If a line of the records contains the word "true", list it.

******

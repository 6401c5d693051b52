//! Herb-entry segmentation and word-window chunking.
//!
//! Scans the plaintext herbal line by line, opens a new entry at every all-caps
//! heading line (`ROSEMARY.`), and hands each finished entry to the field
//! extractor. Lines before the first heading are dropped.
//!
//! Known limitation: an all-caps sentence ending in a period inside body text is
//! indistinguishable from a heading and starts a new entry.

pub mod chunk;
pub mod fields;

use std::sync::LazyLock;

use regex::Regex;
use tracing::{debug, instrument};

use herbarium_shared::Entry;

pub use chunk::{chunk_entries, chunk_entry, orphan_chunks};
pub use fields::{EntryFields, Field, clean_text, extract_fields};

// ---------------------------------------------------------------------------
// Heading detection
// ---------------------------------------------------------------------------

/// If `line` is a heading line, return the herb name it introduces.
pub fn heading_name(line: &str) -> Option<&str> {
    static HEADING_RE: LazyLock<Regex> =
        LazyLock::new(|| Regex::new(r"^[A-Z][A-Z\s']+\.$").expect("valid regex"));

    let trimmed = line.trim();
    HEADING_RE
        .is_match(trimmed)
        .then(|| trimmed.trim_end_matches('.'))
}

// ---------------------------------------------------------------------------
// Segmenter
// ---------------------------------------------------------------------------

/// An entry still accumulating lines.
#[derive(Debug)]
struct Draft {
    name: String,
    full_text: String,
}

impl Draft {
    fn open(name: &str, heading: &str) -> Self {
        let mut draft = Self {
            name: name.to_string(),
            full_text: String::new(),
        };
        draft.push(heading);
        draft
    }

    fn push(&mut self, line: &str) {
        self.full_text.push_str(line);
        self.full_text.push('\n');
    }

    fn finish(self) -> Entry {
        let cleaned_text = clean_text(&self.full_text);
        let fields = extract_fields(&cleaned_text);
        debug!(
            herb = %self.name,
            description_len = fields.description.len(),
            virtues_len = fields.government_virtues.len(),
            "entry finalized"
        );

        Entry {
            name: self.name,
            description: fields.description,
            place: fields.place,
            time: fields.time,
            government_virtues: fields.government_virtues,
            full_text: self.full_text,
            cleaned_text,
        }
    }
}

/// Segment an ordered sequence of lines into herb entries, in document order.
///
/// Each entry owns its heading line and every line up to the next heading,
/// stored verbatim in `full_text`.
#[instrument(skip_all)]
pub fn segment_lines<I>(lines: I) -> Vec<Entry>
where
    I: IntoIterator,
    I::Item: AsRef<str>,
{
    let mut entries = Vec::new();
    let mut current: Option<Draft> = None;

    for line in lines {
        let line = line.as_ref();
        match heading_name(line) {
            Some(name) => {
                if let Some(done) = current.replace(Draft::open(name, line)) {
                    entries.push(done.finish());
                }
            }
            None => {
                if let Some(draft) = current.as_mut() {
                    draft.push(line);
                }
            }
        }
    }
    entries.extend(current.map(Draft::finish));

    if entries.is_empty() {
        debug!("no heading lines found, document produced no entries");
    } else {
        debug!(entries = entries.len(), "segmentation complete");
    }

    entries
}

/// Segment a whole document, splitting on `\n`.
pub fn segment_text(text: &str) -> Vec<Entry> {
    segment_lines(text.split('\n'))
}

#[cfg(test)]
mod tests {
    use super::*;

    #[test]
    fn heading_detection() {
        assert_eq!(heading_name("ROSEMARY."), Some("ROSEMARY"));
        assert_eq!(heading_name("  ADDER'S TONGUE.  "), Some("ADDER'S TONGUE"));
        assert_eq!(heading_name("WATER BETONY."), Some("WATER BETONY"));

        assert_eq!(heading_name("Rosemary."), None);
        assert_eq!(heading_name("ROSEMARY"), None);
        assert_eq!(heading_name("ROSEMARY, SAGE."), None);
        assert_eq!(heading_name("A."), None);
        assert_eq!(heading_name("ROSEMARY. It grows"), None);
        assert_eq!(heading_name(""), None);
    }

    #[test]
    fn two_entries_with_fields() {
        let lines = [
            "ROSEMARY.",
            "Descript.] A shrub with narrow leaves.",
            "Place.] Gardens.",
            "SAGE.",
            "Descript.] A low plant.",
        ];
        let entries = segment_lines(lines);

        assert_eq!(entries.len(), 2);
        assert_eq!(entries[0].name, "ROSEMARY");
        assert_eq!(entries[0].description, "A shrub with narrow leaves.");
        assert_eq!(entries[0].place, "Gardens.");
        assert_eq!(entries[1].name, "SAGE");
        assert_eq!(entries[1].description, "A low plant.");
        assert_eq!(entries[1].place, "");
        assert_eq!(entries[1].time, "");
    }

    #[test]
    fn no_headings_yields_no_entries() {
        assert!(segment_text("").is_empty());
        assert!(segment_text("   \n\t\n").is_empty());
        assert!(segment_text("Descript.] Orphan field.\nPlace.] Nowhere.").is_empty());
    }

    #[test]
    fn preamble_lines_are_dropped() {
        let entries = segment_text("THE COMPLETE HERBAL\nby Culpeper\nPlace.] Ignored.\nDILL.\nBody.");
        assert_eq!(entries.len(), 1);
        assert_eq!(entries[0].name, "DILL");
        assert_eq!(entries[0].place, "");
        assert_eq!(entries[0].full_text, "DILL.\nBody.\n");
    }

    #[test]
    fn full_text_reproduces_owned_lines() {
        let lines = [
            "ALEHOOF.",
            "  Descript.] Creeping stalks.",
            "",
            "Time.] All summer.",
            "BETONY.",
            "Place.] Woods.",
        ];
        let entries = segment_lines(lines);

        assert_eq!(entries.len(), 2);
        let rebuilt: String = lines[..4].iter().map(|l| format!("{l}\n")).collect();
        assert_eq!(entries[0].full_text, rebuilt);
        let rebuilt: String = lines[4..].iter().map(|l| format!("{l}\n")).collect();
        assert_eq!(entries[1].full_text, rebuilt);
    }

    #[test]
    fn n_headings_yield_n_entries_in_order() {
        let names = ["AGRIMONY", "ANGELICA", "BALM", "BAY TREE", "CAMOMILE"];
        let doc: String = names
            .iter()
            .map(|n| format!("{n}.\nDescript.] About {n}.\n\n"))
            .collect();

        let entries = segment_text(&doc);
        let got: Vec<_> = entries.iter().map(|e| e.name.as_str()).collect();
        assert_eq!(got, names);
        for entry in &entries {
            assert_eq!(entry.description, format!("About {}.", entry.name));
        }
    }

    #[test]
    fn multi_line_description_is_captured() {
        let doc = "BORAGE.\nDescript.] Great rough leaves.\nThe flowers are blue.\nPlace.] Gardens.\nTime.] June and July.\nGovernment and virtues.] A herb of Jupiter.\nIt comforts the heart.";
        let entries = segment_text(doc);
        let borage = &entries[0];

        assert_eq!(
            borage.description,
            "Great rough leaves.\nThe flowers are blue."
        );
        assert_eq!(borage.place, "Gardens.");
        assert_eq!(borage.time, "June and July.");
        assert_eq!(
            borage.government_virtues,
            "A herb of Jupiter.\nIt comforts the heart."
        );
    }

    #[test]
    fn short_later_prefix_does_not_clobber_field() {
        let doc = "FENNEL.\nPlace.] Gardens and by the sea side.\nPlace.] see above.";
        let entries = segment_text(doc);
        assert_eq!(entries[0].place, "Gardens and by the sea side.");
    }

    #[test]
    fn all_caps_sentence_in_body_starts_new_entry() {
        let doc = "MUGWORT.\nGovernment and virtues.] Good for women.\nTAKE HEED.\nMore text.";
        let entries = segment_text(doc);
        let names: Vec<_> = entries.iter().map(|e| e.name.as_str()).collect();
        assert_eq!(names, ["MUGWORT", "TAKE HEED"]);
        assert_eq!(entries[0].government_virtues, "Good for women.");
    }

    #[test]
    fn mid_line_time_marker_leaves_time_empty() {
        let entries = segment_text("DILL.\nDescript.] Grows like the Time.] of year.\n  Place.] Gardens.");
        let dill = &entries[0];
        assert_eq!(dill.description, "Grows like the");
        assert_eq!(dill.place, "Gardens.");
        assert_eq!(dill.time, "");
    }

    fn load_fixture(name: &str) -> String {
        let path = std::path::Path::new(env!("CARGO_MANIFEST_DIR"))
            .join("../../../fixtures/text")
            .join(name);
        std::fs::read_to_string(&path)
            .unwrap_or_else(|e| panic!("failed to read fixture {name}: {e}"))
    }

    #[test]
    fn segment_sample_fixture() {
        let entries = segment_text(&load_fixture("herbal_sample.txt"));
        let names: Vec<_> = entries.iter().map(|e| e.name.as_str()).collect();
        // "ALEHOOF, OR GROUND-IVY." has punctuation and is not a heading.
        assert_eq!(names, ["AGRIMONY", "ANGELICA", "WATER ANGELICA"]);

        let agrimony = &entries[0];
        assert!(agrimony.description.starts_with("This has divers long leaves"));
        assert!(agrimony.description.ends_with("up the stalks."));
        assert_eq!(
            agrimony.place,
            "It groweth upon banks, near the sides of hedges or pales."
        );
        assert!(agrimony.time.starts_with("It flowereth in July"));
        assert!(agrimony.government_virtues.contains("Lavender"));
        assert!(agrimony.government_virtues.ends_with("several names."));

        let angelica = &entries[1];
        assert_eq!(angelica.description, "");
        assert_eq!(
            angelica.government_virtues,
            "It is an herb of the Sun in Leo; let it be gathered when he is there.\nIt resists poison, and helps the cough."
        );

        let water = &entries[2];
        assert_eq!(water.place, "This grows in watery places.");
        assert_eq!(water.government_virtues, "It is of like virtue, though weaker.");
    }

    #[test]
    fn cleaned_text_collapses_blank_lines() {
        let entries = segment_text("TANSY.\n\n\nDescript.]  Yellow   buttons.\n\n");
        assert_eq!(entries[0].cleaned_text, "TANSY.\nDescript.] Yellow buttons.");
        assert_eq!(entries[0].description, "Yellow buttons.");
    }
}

******

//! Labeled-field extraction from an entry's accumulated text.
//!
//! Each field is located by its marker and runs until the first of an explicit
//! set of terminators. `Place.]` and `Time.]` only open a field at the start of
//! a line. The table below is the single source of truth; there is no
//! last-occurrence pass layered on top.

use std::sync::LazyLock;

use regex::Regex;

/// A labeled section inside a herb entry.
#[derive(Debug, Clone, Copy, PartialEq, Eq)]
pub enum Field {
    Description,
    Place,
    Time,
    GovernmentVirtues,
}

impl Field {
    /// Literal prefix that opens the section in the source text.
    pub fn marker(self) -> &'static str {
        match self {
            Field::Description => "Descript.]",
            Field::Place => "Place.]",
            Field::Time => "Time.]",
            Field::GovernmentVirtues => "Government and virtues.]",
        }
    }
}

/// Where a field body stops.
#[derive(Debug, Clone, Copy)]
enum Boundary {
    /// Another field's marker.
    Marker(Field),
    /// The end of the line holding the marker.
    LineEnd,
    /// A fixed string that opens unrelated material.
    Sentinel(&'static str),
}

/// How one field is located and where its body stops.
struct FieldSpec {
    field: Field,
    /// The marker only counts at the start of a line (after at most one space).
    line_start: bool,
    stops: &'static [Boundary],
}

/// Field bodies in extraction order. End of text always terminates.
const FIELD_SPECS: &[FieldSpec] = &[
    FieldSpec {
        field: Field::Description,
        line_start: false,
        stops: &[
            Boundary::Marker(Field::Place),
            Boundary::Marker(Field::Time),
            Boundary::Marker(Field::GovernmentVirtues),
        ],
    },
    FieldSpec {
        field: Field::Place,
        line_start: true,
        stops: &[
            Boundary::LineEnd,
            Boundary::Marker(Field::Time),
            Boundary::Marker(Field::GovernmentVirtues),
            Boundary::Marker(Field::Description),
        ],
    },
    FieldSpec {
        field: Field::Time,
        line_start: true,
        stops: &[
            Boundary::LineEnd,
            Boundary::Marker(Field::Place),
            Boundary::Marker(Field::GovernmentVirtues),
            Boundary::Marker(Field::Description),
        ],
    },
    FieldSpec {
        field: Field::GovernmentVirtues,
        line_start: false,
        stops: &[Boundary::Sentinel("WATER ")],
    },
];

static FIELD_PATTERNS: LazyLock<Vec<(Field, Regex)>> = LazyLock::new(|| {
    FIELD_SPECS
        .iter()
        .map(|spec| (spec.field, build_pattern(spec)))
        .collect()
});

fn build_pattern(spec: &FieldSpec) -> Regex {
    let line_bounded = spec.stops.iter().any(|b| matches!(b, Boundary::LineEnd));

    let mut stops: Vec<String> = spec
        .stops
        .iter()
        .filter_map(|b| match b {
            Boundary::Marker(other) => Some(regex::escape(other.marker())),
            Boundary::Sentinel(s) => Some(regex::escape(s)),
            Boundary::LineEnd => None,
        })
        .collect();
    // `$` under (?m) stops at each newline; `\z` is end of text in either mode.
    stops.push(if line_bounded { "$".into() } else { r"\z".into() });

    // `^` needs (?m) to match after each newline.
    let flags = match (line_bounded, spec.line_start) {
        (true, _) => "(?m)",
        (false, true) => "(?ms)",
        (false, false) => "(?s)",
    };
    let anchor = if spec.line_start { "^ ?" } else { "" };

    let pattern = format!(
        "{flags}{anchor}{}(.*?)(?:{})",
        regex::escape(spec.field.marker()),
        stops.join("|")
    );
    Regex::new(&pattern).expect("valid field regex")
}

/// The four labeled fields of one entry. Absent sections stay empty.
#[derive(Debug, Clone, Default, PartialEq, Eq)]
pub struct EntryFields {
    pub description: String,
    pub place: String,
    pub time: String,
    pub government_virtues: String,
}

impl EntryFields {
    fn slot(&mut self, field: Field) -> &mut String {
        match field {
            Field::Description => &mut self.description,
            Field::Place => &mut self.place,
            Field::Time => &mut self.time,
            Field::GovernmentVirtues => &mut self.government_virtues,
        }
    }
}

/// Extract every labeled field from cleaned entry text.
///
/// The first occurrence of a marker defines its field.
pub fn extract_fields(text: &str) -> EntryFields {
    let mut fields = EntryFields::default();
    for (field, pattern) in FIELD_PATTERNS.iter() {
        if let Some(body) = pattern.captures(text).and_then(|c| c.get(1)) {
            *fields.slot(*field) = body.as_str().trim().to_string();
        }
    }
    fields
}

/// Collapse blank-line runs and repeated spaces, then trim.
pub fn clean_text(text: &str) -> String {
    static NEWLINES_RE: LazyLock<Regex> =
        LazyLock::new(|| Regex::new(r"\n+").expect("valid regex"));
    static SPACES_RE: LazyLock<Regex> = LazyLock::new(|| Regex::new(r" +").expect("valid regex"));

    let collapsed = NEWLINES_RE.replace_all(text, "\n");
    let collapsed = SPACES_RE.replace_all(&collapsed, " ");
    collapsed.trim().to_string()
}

******

TASK ANSWER >>
        line_start: true,
        line_start: true,
        (true, _) => "(?m)",
        (false, true) => "(?ms)",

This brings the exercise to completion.